Try it: The line containing "feeding stdin or a" marks the end: write out exactly every line from the first line of the data below through that line, and only those.

[Stored items]
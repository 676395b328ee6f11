// slipclean/tests/cli_integration_tests.rs
//! Command-line integration tests for the `slipclean` binary.
//!
//! Each test runs the real executable with `assert_cmd`, feeding stdin or a
//! temporary input file, and checks stdout, stderr and the exit status.

use anyhow::Result;
use assert_cmd::Command;
use assert_cmd::assert::Assert;
use predicates::prelude::*;
use std::fs;
use tempfile::tempdir;

fn slipclean() -> Command {
    let mut cmd = Command::new(assert_cmd::cargo_bin!("slipclean"));
    cmd.env_remove("SLIPCLEAN_CONFIG").env_remove("RUST_LOG");
    cmd
}

fn run_with_stdin(input: &str, args: &[&str]) -> Assert {
    slipclean().args(args).write_stdin(input).assert()
}

#[test]
fn test_sanitizes_each_line_from_stdin() {
    run_with_stdin("<b>hi</b>\n<script>alert(1)</script>\n", &[])
        .success()
        .stdout("<b>hi</b>\n&lt;script&gt;alert(1)&lt;/script&gt;\n")
        .stderr("");
}

#[test]
fn test_autolinks_urls() {
    run_with_stdin("see http://example.com/a now\n", &[])
        .success()
        .stdout("see <a href=\"http://example.com/a\">[url]</a> now\n");
}

#[test]
fn test_whole_mode_keeps_tags_open_across_lines() {
    run_with_stdin("<i>a\nb</i>\n", &["--whole"])
        .success()
        .stdout("<i>ab</i>\n");
}

#[test]
fn test_validate_exits_with_status_two_on_rejection() {
    run_with_stdin("fine\n2024-01-02T03:04:05\n", &["--validate"])
        .code(2)
        .stdout("fine\n")
        .stderr(predicate::str::contains("line 2 rejected: disallowed timestamp-like content"))
        .stderr(predicate::str::contains("processed 2, rejected 1"));
}

#[test]
fn test_validate_quiet_suppresses_summary() {
    run_with_stdin("fine\n", &["--validate", "--quiet"])
        .success()
        .stdout("fine\n")
        .stderr("");
}

#[test]
fn test_json_output() {
    run_with_stdin("<u>x</u>\n\n", &["--validate", "--json", "-q"])
        .code(2)
        .stdout(
            "{\"line\":1,\"status\":\"accepted\",\"text\":\"<u>x</u>\"}\n\
             {\"line\":2,\"status\":\"rejected\",\"reason\":\"empty input not accepted\"}\n",
        );
}

#[test]
fn test_disable_rule_from_command_line() {
    run_with_stdin("2024-01-02T03:04:05\n", &["--validate", "-q", "-x", "timestamp"])
        .success()
        .stdout("2024-01-02T03:04:05\n");
}

#[test]
fn test_input_and_output_files() -> Result<()> {
    let dir = tempdir()?;
    let input = dir.path().join("in.txt");
    let output = dir.path().join("out.txt");
    fs::write(&input, "<em>a</em> & <p>b</p>\n")?;

    slipclean()
        .arg("--input")
        .arg(&input)
        .arg("--output")
        .arg(&output)
        .assert()
        .success()
        .stdout("")
        .stderr(predicate::str::contains("Writing sanitized content to file"));

    assert_eq!(fs::read_to_string(&output)?, "<em>a</em> &amp; &lt;p&gt;b&lt;/p&gt;\n");
    Ok(())
}

#[test]
fn test_custom_config_file() -> Result<()> {
    let dir = tempdir()?;
    let config = dir.path().join("policy.yaml");
    fs::write(
        &config,
        r#"
policy:
  allowed_tags: [p]
validation:
  - name: shouting
    pattern: "[A-Z]{5}"
    reason: too loud
"#,
    )?;

    slipclean()
        .arg("--config")
        .arg(&config)
        .args(["--validate", "-q"])
        .write_stdin("<p>ok</p><b>no</b>\nHELLO\n")
        .assert()
        .code(2)
        .stdout("<p>ok</p>&lt;b&gt;no&lt;/b&gt;\n")
        .stderr(predicate::str::contains("line 2 rejected: too loud"));
    Ok(())
}

#[test]
fn test_invalid_config_fails_with_message() -> Result<()> {
    let dir = tempdir()?;
    let config = dir.path().join("bad.yaml");
    fs::write(&config, "validation:\n  - name: broken\n    pattern: \"(\"\n")?;

    slipclean()
        .arg("--config")
        .arg(&config)
        .write_stdin("x\n")
        .assert()
        .failure()
        .code(1)
        .stderr(predicate::str::contains("Error:"))
        .stderr(predicate::str::contains("'broken' has an invalid regex"));
    Ok(())
}

#[test]
fn test_missing_input_file_fails() {
    slipclean()
        .args(["--input", "/definitely/not/here.txt"])
        .assert()
        .code(1)
        .stderr(predicate::str::contains("Failed to open input file"));
}

#[test]
fn test_print_config_shows_defaults() {
    slipclean()
        .arg("--print-config")
        .assert()
        .success()
        .stdout(predicate::str::contains("allowed_tags"))
        .stdout(predicate::str::contains("name: timestamp"));
}

#[test]
fn test_debug_flag_enables_core_logging() {
    run_with_stdin("<b>open\n", &["--debug"])
        .success()
        .stdout("&lt;b&gt;open\n")
        .stderr(predicate::str::contains("Flattening unclosed <b>"));
}
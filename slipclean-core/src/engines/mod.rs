// slipclean-core/src/engines/mod.rs
//! Concrete implementations of the `SanitizationEngine` trait.

pub mod allowlist_engine;
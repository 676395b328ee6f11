//! Entity escaping for content emitted as literal text.

use std::borrow::Cow;

/// Appends `input` to `out` with `&`, `<` and `>` replaced by entities.
///
/// Equivalent to replacing `&` first, then `<`, then `>`: entities this
/// function introduces are never escaped a second time.
pub fn push_escaped(out: &mut String, input: &str) {
    let mut last = 0;
    for (i, c) in input.char_indices() {
        let entity = match c {
            '&' => "&amp;",
            '<' => "&lt;",
            '>' => "&gt;",
            _ => continue,
        };
        out.push_str(&input[last..i]);
        out.push_str(entity);
        last = i + 1;
    }
    out.push_str(&input[last..]);
}

/// Escapes `&`, `<` and `>`, borrowing when none are present.
pub fn escape_text(input: &str) -> Cow<'_, str> {
    if !input.contains(['&', '<', '>']) {
        return Cow::Borrowed(input);
    }
    let mut out = String::with_capacity(input.len() + 16);
    push_escaped(&mut out, input);
    Cow::Owned(out)
}
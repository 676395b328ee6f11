//! Configuration management for `slipclean-core`.
//!
//! This module defines the tag allowlist (`TagPolicy`), the content rules
//! applied by the validator (`ValidationRule`), and the `SanitizerConfig`
//! that bundles them. Configurations are plain data: an engine is built
//! from one and only ever borrows it afterwards.
//!
//! License: MIT OR Apache-2.0

use anyhow::{anyhow, Context, Result};
use log::{debug, info, warn};
use regex::Regex;
use serde::{Deserialize, Serialize};
use std::collections::{BTreeMap, BTreeSet, HashMap, HashSet};
use std::path::Path;

/// Maximum allowed length for a validation pattern string.
pub const MAX_PATTERN_LENGTH: usize = 500;

/// Tags that may survive sanitization as structural markup.
const DEFAULT_ALLOWED_TAGS: &[&str] = &["a", "b", "i", "s", "tt", "em", "u"];

/// Which tags survive as markup, and which attribute names each may keep.
#[derive(Debug, Clone, PartialEq, Eq, Deserialize, Serialize)]
#[serde(default)]
pub struct TagPolicy {
    pub allowed_tags: BTreeSet<String>,
    /// Tag name to the ordered list of attribute names it retains.
    pub allowed_attributes: BTreeMap<String, Vec<String>>,
}

impl Default for TagPolicy {
    fn default() -> Self {
        Self {
            allowed_tags: DEFAULT_ALLOWED_TAGS.iter().map(|t| t.to_string()).collect(),
            allowed_attributes: BTreeMap::from([("a".to_string(), vec!["href".to_string()])]),
        }
    }
}

impl TagPolicy {
    pub fn allows_tag(&self, name: &str) -> bool {
        self.allowed_tags.contains(name)
    }

    /// The retained attribute names for `tag`, in rendering order.
    pub fn attributes_for(&self, tag: &str) -> &[String] {
        self.allowed_attributes
            .get(tag)
            .map(Vec::as_slice)
            .unwrap_or_default()
    }
}

/// A content rule: sanitized text matching `pattern` is rejected with `reason`.
#[derive(Debug, Clone, PartialEq, Eq, Deserialize, Serialize)]
#[serde(default)]
pub struct ValidationRule {
    /// Unique identifier for the rule (e.g., "timestamp").
    pub name: String,
    /// Human-readable description of what the rule targets.
    pub description: Option<String>,
    /// The regex pattern string, matched anywhere in the text.
    pub pattern: String,
    /// The client-visible rejection reason.
    pub reason: String,
    /// Explicit override for enabling/disabling the rule.
    pub enabled: Option<bool>,
}

impl Default for ValidationRule {
    fn default() -> Self {
        Self {
            name: String::new(),
            description: None,
            pattern: String::new(),
            reason: "disallowed content".to_string(),
            enabled: None,
        }
    }
}

impl ValidationRule {
    pub fn is_enabled(&self) -> bool {
        self.enabled.unwrap_or(true)
    }

    /// The built-in rule rejecting ISO-8601-looking timestamps.
    pub fn timestamp() -> Self {
        Self {
            name: "timestamp".to_string(),
            description: Some("Matches ISO-8601 style date-times such as 2024-01-02T03:04:05".to_string()),
            pattern: "[0-9]{4}-[0-9]{2}-[0-9]{2}T[0-9]{2}:[0-9]{2}:[0-9]{2}".to_string(),
            reason: "disallowed timestamp-like content".to_string(),
            enabled: None,
        }
    }
}

/// Represents the top-level configuration structure for slipclean.
#[derive(Debug, Clone, PartialEq, Eq, Deserialize, Serialize)]
#[serde(default)]
pub struct SanitizerConfig {
    pub policy: TagPolicy,
    /// Validation rules, applied in order after the empty-input check.
    pub validation: Vec<ValidationRule>,
}

impl Default for SanitizerConfig {
    fn default() -> Self {
        Self {
            policy: TagPolicy::default(),
            validation: vec![ValidationRule::timestamp()],
        }
    }
}

impl SanitizerConfig {
    /// Loads the built-in configuration embedded in the binary.
    pub fn load_default() -> Result<Self> {
        debug!("Loading default sanitizer configuration from embedded string...");
        let default_yaml = include_str!("../config/default_policy.yaml");
        let config: SanitizerConfig =
            serde_yml::from_str(default_yaml).context("Failed to parse default sanitizer configuration")?;

        debug!(
            "Loaded {} allowed tags and {} default validation rules.",
            config.policy.allowed_tags.len(),
            config.validation.len()
        );
        Ok(config)
    }

    /// Loads a configuration from a YAML file and validates it.
    ///
    /// Sections missing from the file take their built-in defaults.
    pub fn load_from_file<P: AsRef<Path>>(path: P) -> Result<Self> {
        let path = path.as_ref();
        info!("Loading sanitizer configuration from: {}", path.display());
        let text = std::fs::read_to_string(path)
            .with_context(|| format!("Failed to read config file {}", path.display()))?;
        let config: SanitizerConfig = serde_yml::from_str(&text)
            .with_context(|| format!("Failed to parse config file {}", path.display()))?;

        validate_config(&config)?;
        info!(
            "Loaded {} allowed tags and {} validation rules from {}.",
            config.policy.allowed_tags.len(),
            config.validation.len(),
            path.display()
        );
        Ok(config)
    }

    /// Serializes the configuration as YAML, the same format `load_from_file` reads.
    pub fn to_yaml(&self) -> Result<String> {
        serde_yml::to_string(self).context("Failed to serialize sanitizer configuration")
    }

    /// Disables the named validation rules, warning about unknown names.
    pub fn disable_rules(&mut self, names: &[String]) {
        let known: HashSet<&str> = self.validation.iter().map(|r| r.name.as_str()).collect();
        for name in names.iter().filter(|n| !known.contains(n.as_str())) {
            warn!("Rule '{}' in disable list does not exist.", name);
        }

        for rule in self.validation.iter_mut() {
            if names.contains(&rule.name) {
                debug!("Disabling validation rule '{}'.", rule.name);
                rule.enabled = Some(false);
            }
        }
    }
}

/// Overlays a user configuration on the defaults.
///
/// User rules replace default rules of the same name and are otherwise
/// appended; default rule order is kept. The user's policy replaces the
/// default policy.
pub fn merge_config(
    default_config: SanitizerConfig,
    user_config: Option<SanitizerConfig>,
) -> SanitizerConfig {
    let Some(user) = user_config else {
        debug!("No user config provided; using defaults.");
        return default_config;
    };
    debug!(
        "Merging {} user rules over {} default rules.",
        user.validation.len(),
        default_config.validation.len()
    );

    let mut overrides: HashMap<String, ValidationRule> = user
        .validation
        .iter()
        .map(|rule| (rule.name.clone(), rule.clone()))
        .collect();

    let mut validation: Vec<ValidationRule> = default_config
        .validation
        .into_iter()
        .map(|rule| overrides.remove(&rule.name).unwrap_or(rule))
        .collect();
    validation.extend(
        user.validation
            .into_iter()
            .filter(|rule| overrides.contains_key(&rule.name)),
    );

    SanitizerConfig {
        policy: user.policy,
        validation,
    }
}

fn is_valid_name(name: &str) -> bool {
    !name.is_empty()
        && name
            .bytes()
            .all(|b| b.is_ascii_lowercase() || b.is_ascii_digit() || b == b'-')
}

/// Validates policy names and rule integrity (uniqueness, length, compilation).
///
/// Attribute lists for tags that are not allowed are harmless and only logged.
pub fn validate_config(config: &SanitizerConfig) -> Result<()> {
    let mut errors = Vec::new();

    for tag in &config.policy.allowed_tags {
        if !is_valid_name(tag) {
            errors.push(format!(
                "Allowed tag '{}' must be non-empty lowercase ASCII letters, digits or '-'.",
                tag
            ));
        }
    }

    for (tag, attributes) in &config.policy.allowed_attributes {
        if !config.policy.allows_tag(tag) {
            warn!("Attributes are listed for tag '{}', which is not an allowed tag; they are ignored.", tag);
        }
        for attribute in attributes {
            if !is_valid_name(attribute) {
                errors.push(format!(
                    "Attribute '{}' on tag '{}' must be non-empty lowercase ASCII letters, digits or '-'.",
                    attribute, tag
                ));
            }
        }
    }

    let mut rule_names = HashSet::new();
    for rule in &config.validation {
        if rule.name.is_empty() {
            errors.push("A validation rule has an empty `name` field.".to_string());
        } else if !rule_names.insert(rule.name.as_str()) {
            errors.push(format!("Duplicate rule name found: '{}'.", rule.name));
        }

        if rule.pattern.is_empty() {
            errors.push(format!("Rule '{}' has an empty `pattern` field.", rule.name));
            continue;
        }
        if rule.pattern.len() > MAX_PATTERN_LENGTH {
            errors.push(format!(
                "Rule '{}': pattern length ({}) exceeds maximum allowed ({}).",
                rule.name,
                rule.pattern.len(),
                MAX_PATTERN_LENGTH
            ));
            continue;
        }
        if let Err(e) = Regex::new(&rule.pattern) {
            errors.push(format!("Rule '{}' has an invalid regex pattern: {}", rule.name, e));
        }
    }

    if errors.is_empty() {
        Ok(())
    } else {
        Err(anyhow!("Configuration validation failed:\n{}", errors.join("\n")))
    }
}

#[cfg(test)]
mod tests {
    use super::*;

    fn rule(name: &str, pattern: &str) -> ValidationRule {
        ValidationRule {
            name: name.to_string(),
            pattern: pattern.to_string(),
            ..ValidationRule::default()
        }
    }

    #[test]
    fn default_policy_matches_the_builtin_allowlist() {
        let policy = TagPolicy::default();
        for tag in ["a", "b", "i", "s", "tt", "em", "u"] {
            assert!(policy.allows_tag(tag), "{tag} should be allowed");
        }
        assert!(!policy.allows_tag("script"));
        assert_eq!(policy.attributes_for("a"), ["href".to_string()]);
        assert!(policy.attributes_for("b").is_empty());
    }

    #[test]
    fn embedded_defaults_match_builtin_defaults() {
        assert_eq!(SanitizerConfig::load_default().unwrap(), SanitizerConfig::default());
    }

    #[test]
    fn default_config_is_valid() {
        validate_config(&SanitizerConfig::default()).unwrap();
    }

    #[test]
    fn validate_collects_every_problem() {
        let mut config = SanitizerConfig::default();
        config.policy.allowed_tags.insert("Bad Tag".to_string());
        config.policy.allowed_attributes.insert("p".to_string(), vec!["class".to_string()]);
        config.validation.push(rule("timestamp", "x"));
        config.validation.push(rule("broken", "("));
        config.validation.push(rule("", "y"));

        let message = validate_config(&config).unwrap_err().to_string();
        assert!(message.contains("'Bad Tag'"));
        assert!(!message.contains("tag 'p'"));
        assert!(message.contains("Duplicate rule name found: 'timestamp'"));
        assert!(message.contains("'broken' has an invalid regex"));
        assert!(message.contains("empty `name`"));
    }

    #[test]
    fn validate_rejects_overlong_patterns() {
        let mut config = SanitizerConfig::default();
        config.validation = vec![rule("long", &"a".repeat(MAX_PATTERN_LENGTH + 1))];
        let message = validate_config(&config).unwrap_err().to_string();
        assert!(message.contains("exceeds maximum allowed"));
    }

    #[test]
    fn merge_overrides_by_name_and_appends_new_rules() {
        let mut replaced = ValidationRule::timestamp();
        replaced.enabled = Some(false);
        let user = SanitizerConfig {
            policy: TagPolicy::default(),
            validation: vec![rule("shouting", "[A-Z]{20}"), replaced.clone()],
        };

        let merged = merge_config(SanitizerConfig::default(), Some(user));
        assert_eq!(merged.validation.len(), 2);
        assert_eq!(merged.validation[0], replaced);
        assert_eq!(merged.validation[1].name, "shouting");
    }

    #[test]
    fn merge_without_user_config_keeps_defaults() {
        assert_eq!(merge_config(SanitizerConfig::default(), None), SanitizerConfig::default());
    }

    #[test]
    fn disable_rules_marks_known_rules_only() {
        let mut config = SanitizerConfig::default();
        config.disable_rules(&["timestamp".to_string(), "missing".to_string()]);
        assert_eq!(config.validation.len(), 1);
        assert!(!config.validation[0].is_enabled());
    }

    #[test]
    fn yaml_round_trip_preserves_defaults() {
        let yaml = SanitizerConfig::default().to_yaml().unwrap();
        let parsed: SanitizerConfig = serde_yml::from_str(&yaml).unwrap();
        assert_eq!(parsed, SanitizerConfig::default());
    }
}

Exercise output:
repository 676395b328ee6f11
// slipclean/tests/cli_integration_tests.rs
//! Command-line integration tests for the `slipclean` binary.
//!
//! Each test runs the real executable with `assert_cmd`, feeding stdin or a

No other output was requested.